LLVML will be executed on high-performance matrix operator VMs, currently being manufactured at Siemens and Philips.

Two levels of parallelism are possible on the Galatea GPNC. On the higher level, neural network applications can be distributed across a number of VMs. Further parallelism can be exploited within each VM by mapping matrix based operations onto processor array based Execution Units. This thesis work involves the high level partitioning and mapping of matrix based neural network representations onto a number of VMs.

3.4. Summary

This chapter provided a review of the Pygmalion programming environment and the Galatea Neurocomputing project with a special emphasis on the Galatea GPNC and its programming system.

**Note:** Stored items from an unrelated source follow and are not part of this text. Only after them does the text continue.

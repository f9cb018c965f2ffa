//! Quillpad — a streaming LLM writing notebook.
//!
//! Library surface for the `quillpad` binary and its tests. The modules
//! mirror the moving parts: prompt assembly, the streaming completion
//! client, grammar checking, presets, session persistence, voice, and the
//! console notebook that ties them together.

pub mod config;
pub mod error;
pub mod grammar;
pub mod llm;
pub mod logger;
pub mod markdown;
pub mod notebook;
pub mod presets;
pub mod prompt;
pub mod session;
pub mod voice;

pub use error::AppError;
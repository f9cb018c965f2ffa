#![cfg_attr(test, allow(dead_code))]
//! Logging initialisation via tracing-subscriber.
//!
//! Call [`init`] once at startup, after runtime settings are resolved.

use tracing::level_filters::LevelFilter;
use tracing_subscriber::EnvFilter;

use crate::error::AppError;

/// Initialise the global tracing subscriber.
///
/// `level` accepts standard level strings: `"error"`, `"warn"`, `"info"`,
/// `"debug"`, `"trace"`. `RUST_LOG` takes precedence when set; `level` is
/// the fallback. Logs go to stderr so they never interleave with the
/// notebook's stdout stream.
pub fn init(level: &str) -> Result<(), AppError> {
    let filter = EnvFilter::try_from_default_env()
        .or_else(|_| EnvFilter::try_new(level))
        .map_err(|e| AppError::Logger(format!("invalid log level '{level}': {e}")))?;

    tracing_subscriber::fmt()
        .with_env_filter(filter)
        .with_writer(std::io::stderr)
        .try_init()
        .map_err(|e| AppError::Logger(format!("failed to set subscriber: {e}")))?;

    Ok(())
}

/// Parse a log level string into a [`LevelFilter`], returning an error on
/// unrecognised values. Used to validate config before re-initialising.
pub fn parse_level(level: &str) -> Result<LevelFilter, AppError> {
    if level.is_empty() {
        return Err(AppError::Logger("log level must not be empty".into()));
    }
    level
        .parse::<LevelFilter>()
        .map_err(|_| AppError::Logger(format!("unrecognised log level: '{level}'")))
}

#[cfg(test)]
mod tests {
    use super::*;

    #[test]
    fn valid_levels_parse() {
        for l in &["error", "warn", "info", "debug", "trace"] {
            assert!(parse_level(l).is_ok(), "expected '{l}' to be valid");
        }
    }

    #[test]
    fn invalid_level_errors() {
        assert!(parse_level("verbose").is_err());
        assert!(parse_level("").is_err());
    }

    #[test]
    fn init_info_succeeds_or_already_init() {
        // May already be set by a prior test in the same process — both outcomes are fine.
        match init("info") {
            Ok(()) => {}
            Err(AppError::Logger(msg)) if msg.contains("set subscriber") => {}
            Err(e) => panic!("unexpected error: {e}"),
        }
    }
}
use schemars::JsonSchema;
use serde::{Deserialize, Serialize};

#[derive(Debug, Serialize, Deserialize, JsonSchema)]
pub struct CreateRecordParams {
    #[schemars(description = "Display key / category, e.g. 'sec/input-validation'. Hierarchical '/'-delimited keys group related records.")]
    pub key: String,

    #[schemars(description = "The decision or constraint text")]
    pub value: String,

    #[schemars(description = "Free-form tags; the primary duplicate signal. Normalized to lowercase.")]
    pub tags: Option<Vec<String>>,

    #[schemars(description = "Architectural layer, e.g. 'infrastructure', 'business', 'presentation'")]
    pub layer: Option<String>,

    #[schemars(description = "Priority: 'low', 'medium', 'high', or 'critical'. Mostly used on constraints.")]
    pub priority: Option<String>,

    #[schemars(description = "Explicit initial version for new records. Defaults to 1.0.0.")]
    pub version: Option<String>,

    #[schemars(description = "Lifecycle status. Defaults to 'active'.")]
    pub status: Option<String>,

    #[schemars(description = "Version increment when the key already exists: 'major', 'minor', or 'patch' (default)")]
    pub version_bump: Option<String>,

    #[schemars(description = "Bypass duplicate detection and policy checks; always creates a new record")]
    pub ignore_suggest: Option<bool>,

    #[schemars(description = "Validate against this policy only, instead of the first key-pattern match")]
    pub policy_name: Option<String>,
}
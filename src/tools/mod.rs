pub mod check_duplicate;
pub mod create_record;
pub mod knowledge_stats;
pub mod suggest_by_context;
pub mod suggest_by_tags;

use check_duplicate::CheckDuplicateParams;
use create_record::CreateRecordParams;
use knowledge_stats::KnowledgeStatsParams;
use rmcp::handler::server::tool::ToolRouter;
use rmcp::handler::server::wrapper::Parameters;
use rmcp::{tool, tool_handler, tool_router, ServerHandler};
use rusqlite::Connection;
use std::sync::{Arc, Mutex};
use suggest_by_context::SuggestByContextParams;
use suggest_by_tags::SuggestByTagsParams;

use crate::config::TenetConfig;
use crate::knowledge::types::{Priority, QueryContext, RecordKind};
use crate::knowledge::version::Bump;
use crate::knowledge::write::CreateRequest;
use crate::knowledge::{check, stats, suggest, write};

/// The Tenet MCP tool handler. Holds shared state (db connection, config)
/// and exposes decision and constraint surfaces via the `#[tool_router]`
/// macro.
#[derive(Clone)]
pub struct TenetTools {
    tool_router: ToolRouter<Self>,
    db: Arc<Mutex<Connection>>,
    config: Arc<TenetConfig>,
}

impl TenetTools {
    /// Run a create request on the blocking pool and serialize the outcome.
    async fn run_create(
        &self,
        kind: RecordKind,
        params: CreateRecordParams,
    ) -> Result<String, String> {
        let request = build_create_request(kind, params)?;
        tracing::info!(kind = %kind, key = %request.key, "create requested");

        let db = Arc::clone(&self.db);
        let settings = self.config.suggestion_settings();
        let outcome = tokio::task::spawn_blocking(move || {
            let mut conn = db
                .lock()
                .map_err(|e| format!("db lock poisoned: {e}"))?;
            write::create_record(&mut conn, &settings, request).map_err(|e| e.to_string())
        })
        .await
        .map_err(|e| format!("db task failed: {e}"))??;

        serde_json::to_string(&outcome).map_err(|e| format!("serialization failed: {e}"))
    }

    async fn run_suggest_by_tags(
        &self,
        kind: RecordKind,
        params: SuggestByTagsParams,
    ) -> Result<String, String> {
        let db = Arc::clone(&self.db);
        let limit = params.limit;
        let min_score = params.min_score;
        let response = tokio::task::spawn_blocking(move || {
            let conn = db.lock().map_err(|e| format!("db lock poisoned: {e}"))?;
            suggest::by_tags(
                &conn,
                kind,
                &params.tags,
                params.layer,
                limit,
                min_score,
                chrono::Utc::now().timestamp(),
            )
            .map_err(|e| e.to_string())
        })
        .await
        .map_err(|e| format!("db task failed: {e}"))??;

        serde_json::to_string(&response).map_err(|e| format!("serialization failed: {e}"))
    }

    async fn run_suggest_by_context(
        &self,
        kind: RecordKind,
        params: SuggestByContextParams,
    ) -> Result<String, String> {
        let priority = parse_priority(params.priority.as_deref())?;
        let ctx = QueryContext {
            key: params.key,
            tags: params.tags.unwrap_or_default(),
            layer: params.layer,
            priority,
            value: None,
        };

        let db = Arc::clone(&self.db);
        let (limit, min_score) = (params.limit, params.min_score);
        let response = tokio::task::spawn_blocking(move || {
            let conn = db.lock().map_err(|e| format!("db lock poisoned: {e}"))?;
            suggest::by_context(
                &conn,
                kind,
                ctx,
                limit,
                min_score,
                chrono::Utc::now().timestamp(),
            )
            .map_err(|e| e.to_string())
        })
        .await
        .map_err(|e| format!("db task failed: {e}"))??;

        serde_json::to_string(&response).map_err(|e| format!("serialization failed: {e}"))
    }

    async fn run_check_duplicate(
        &self,
        kind: RecordKind,
        params: CheckDuplicateParams,
    ) -> Result<String, String> {
        if params.input.trim().is_empty() {
            return Err("input must not be empty".into());
        }

        let db = Arc::clone(&self.db);
        let response = tokio::task::spawn_blocking(move || {
            let conn = db.lock().map_err(|e| format!("db lock poisoned: {e}"))?;
            check::check_duplicate(&conn, kind, &params.input, params.category.as_deref())
                .map_err(|e| e.to_string())
        })
        .await
        .map_err(|e| format!("db task failed: {e}"))??;

        serde_json::to_string(&response).map_err(|e| format!("serialization failed: {e}"))
    }
}

#[tool_router]
impl TenetTools {
    pub fn new(db: Arc<Mutex<Connection>>, config: Arc<TenetConfig>) -> Self {
        Self {
            tool_router: Self::tool_router(),
            db,
            config,
        }
    }

    /// Record an architectural decision, with duplicate detection on the way in.
    #[tool(description = "Record an architectural decision. Runs duplicate detection: near-matches warn, close matches block (bypass with ignore_suggest=true), and strong matches update the existing decision instead. Writing an existing key updates it unconditionally.")]
    async fn create_decision(
        &self,
        Parameters(params): Parameters<CreateRecordParams>,
    ) -> Result<String, String> {
        self.run_create(RecordKind::Decision, params).await
    }

    /// Record a constraint, with duplicate detection on the way in.
    #[tool(description = "Record a constraint the codebase must honor. Same duplicate-detection behavior as create_decision; constraints additionally score value-text similarity and priority.")]
    async fn create_constraint(
        &self,
        Parameters(params): Parameters<CreateRecordParams>,
    ) -> Result<String, String> {
        self.run_create(RecordKind::Constraint, params).await
    }

    /// Find decisions sharing tags with the given set.
    #[tool(description = "Suggest existing decisions sharing at least one of the given tags, ranked by similarity score.")]
    async fn suggest_decisions_by_tags(
        &self,
        Parameters(params): Parameters<SuggestByTagsParams>,
    ) -> Result<String, String> {
        self.run_suggest_by_tags(RecordKind::Decision, params).await
    }

    /// Find constraints sharing tags with the given set.
    #[tool(description = "Suggest existing constraints sharing at least one of the given tags, ranked by similarity score.")]
    async fn suggest_constraints_by_tags(
        &self,
        Parameters(params): Parameters<SuggestByTagsParams>,
    ) -> Result<String, String> {
        self.run_suggest_by_tags(RecordKind::Constraint, params).await
    }

    /// Find decisions related to a partial record context.
    #[tool(description = "Suggest existing decisions related to a partial context (key, tags, and/or layer — at least one required).")]
    async fn suggest_decisions(
        &self,
        Parameters(params): Parameters<SuggestByContextParams>,
    ) -> Result<String, String> {
        self.run_suggest_by_context(RecordKind::Decision, params).await
    }

    /// Find constraints related to a partial record context.
    #[tool(description = "Suggest existing constraints related to a partial context (key, tags, and/or layer — at least one required).")]
    async fn suggest_constraints(
        &self,
        Parameters(params): Parameters<SuggestByContextParams>,
    ) -> Result<String, String> {
        self.run_suggest_by_context(RecordKind::Constraint, params).await
    }

    /// Check a key or text for duplicate decisions.
    #[tool(description = "Check whether a key or text duplicates an existing decision. Exact normalized match first, then similarity against threshold 70.")]
    async fn check_decision_duplicate(
        &self,
        Parameters(params): Parameters<CheckDuplicateParams>,
    ) -> Result<String, String> {
        self.run_check_duplicate(RecordKind::Decision, params).await
    }

    /// Check a key or text for duplicate constraints.
    #[tool(description = "Check whether a key or text duplicates an existing constraint. Exact normalized match first, then similarity against threshold 70.")]
    async fn check_constraint_duplicate(
        &self,
        Parameters(params): Parameters<CheckDuplicateParams>,
    ) -> Result<String, String> {
        self.run_check_duplicate(RecordKind::Constraint, params).await
    }

    /// Get statistics about the knowledge store.
    #[tool(description = "Get knowledge store statistics: record counts by kind/layer/status, policy count, history depth.")]
    async fn knowledge_stats(
        &self,
        Parameters(_params): Parameters<KnowledgeStatsParams>,
    ) -> Result<String, String> {
        let db = Arc::clone(&self.db);
        let db_path = self.config.resolved_db_path();
        let response = tokio::task::spawn_blocking(move || {
            let conn = db.lock().map_err(|e| format!("db lock poisoned: {e}"))?;
            stats::knowledge_stats(&conn, Some(&db_path)).map_err(|e| e.to_string())
        })
        .await
        .map_err(|e| format!("db task failed: {e}"))??;

        serde_json::to_string(&response).map_err(|e| format!("serialization failed: {e}"))
    }
}

#[tool_handler]
impl ServerHandler for TenetTools {
    fn get_info(&self) -> rmcp::model::ServerInfo {
        rmcp::model::ServerInfo {
            instructions: Some(
                "Tenet is a shared knowledge base of architectural decisions and constraints. \
                 Use create_decision/create_constraint to record, suggest_* to find related \
                 records before writing, and check_*_duplicate to probe for duplicates."
                    .into(),
            ),
            capabilities: rmcp::model::ServerCapabilities::builder()
                .enable_tools()
                .build(),
            ..Default::default()
        }
    }
}

/// Resolve a tool-layer create payload into a strict engine request.
fn build_create_request(
    kind: RecordKind,
    params: CreateRecordParams,
) -> Result<CreateRequest, String> {
    let mut request = CreateRequest::new(kind, params.key, params.value);
    request.tags = params.tags.unwrap_or_default();
    request.layer = params.layer;
    request.priority = parse_priority(params.priority.as_deref())?;
    request.version = params.version;
    request.status = params.status;
    request.bump = match params.version_bump.as_deref() {
        Some(s) => Some(s.parse::<Bump>()?),
        None => None,
    };
    request.ignore_suggest = params.ignore_suggest.unwrap_or(false);
    request.policy_name = params.policy_name;
    Ok(request)
}

fn parse_priority(priority: Option<&str>) -> Result<Option<Priority>, String> {
    priority.map(|s| s.parse::<Priority>()).transpose()
}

The Pygmalion programming environment has all the features common to general programming environments; an object-oriented, high-level language, an intermediate- level representation, an algorithm library and a set of compilers for a number of target hardwares. Pygmalion principally targeted neuron-based hardware architectures suitable for silicon compilation and similar to the UCL Generic Neuron presented in chapter 2. Pygmalion partly achieved its aims of increasing interest in neural computing in Europe, providing the end-user with a set of algorithms and an experimental tool. However, it has not become a standard for neural network software environments nor has it provided a high performance execution.

The Galatea GPNC marks a change in direction from a neuron-based to a vector- based philosophy. It comprises high performance Virtual Machines that exploit vector operator Execution Units. The vector-based trend is also reflected in the intermediate- level language, VML. Although Pygmalion and Galatea share the same high-level language V, their intermediate-level languages are remarkably different. This is further investigated in chapter 5, in the analysis of neural network representations. The development of the GPNC is still in progress, and the Galatea GPNC is the test domain for the mapping strategies developed in this thesis. The mapping efforts for the Galatea GPNC are presented in chapter 7.

Chapter 4

Analysis of Neural Networks

In this chapter, three neural network models, the Hopfield, the Self- Organising Map and the Backpropagation are analysed in three case studies with appropriate real-world applications. The analysis focuses on the computational requirements and possible structural mappings for these models. A comparison o f the three models is presented, and the potential benefits o f modular, multiple-neural-network architectures are

discussed.

4.1. Introduction

Neural networks models appear in a variety of topologies with a number of training and recall procedures. Chapter 2 presented a survey, which covered a number of models in terms of their main characteristics and popular applications. In this chapter, using three case studies, three neural network models are analysed. In these case studies, the Hopfield nets, the Self-Organising Map and the Backpropagation model are chosen as they together contain properties common to most neural network models. Each case study presents the model, the application and the results, and a computational analysis is followed by structural partitioning and mapping examples. Finally a comparison of the three models is presented, and the strengths of the multiple-network models are discussed.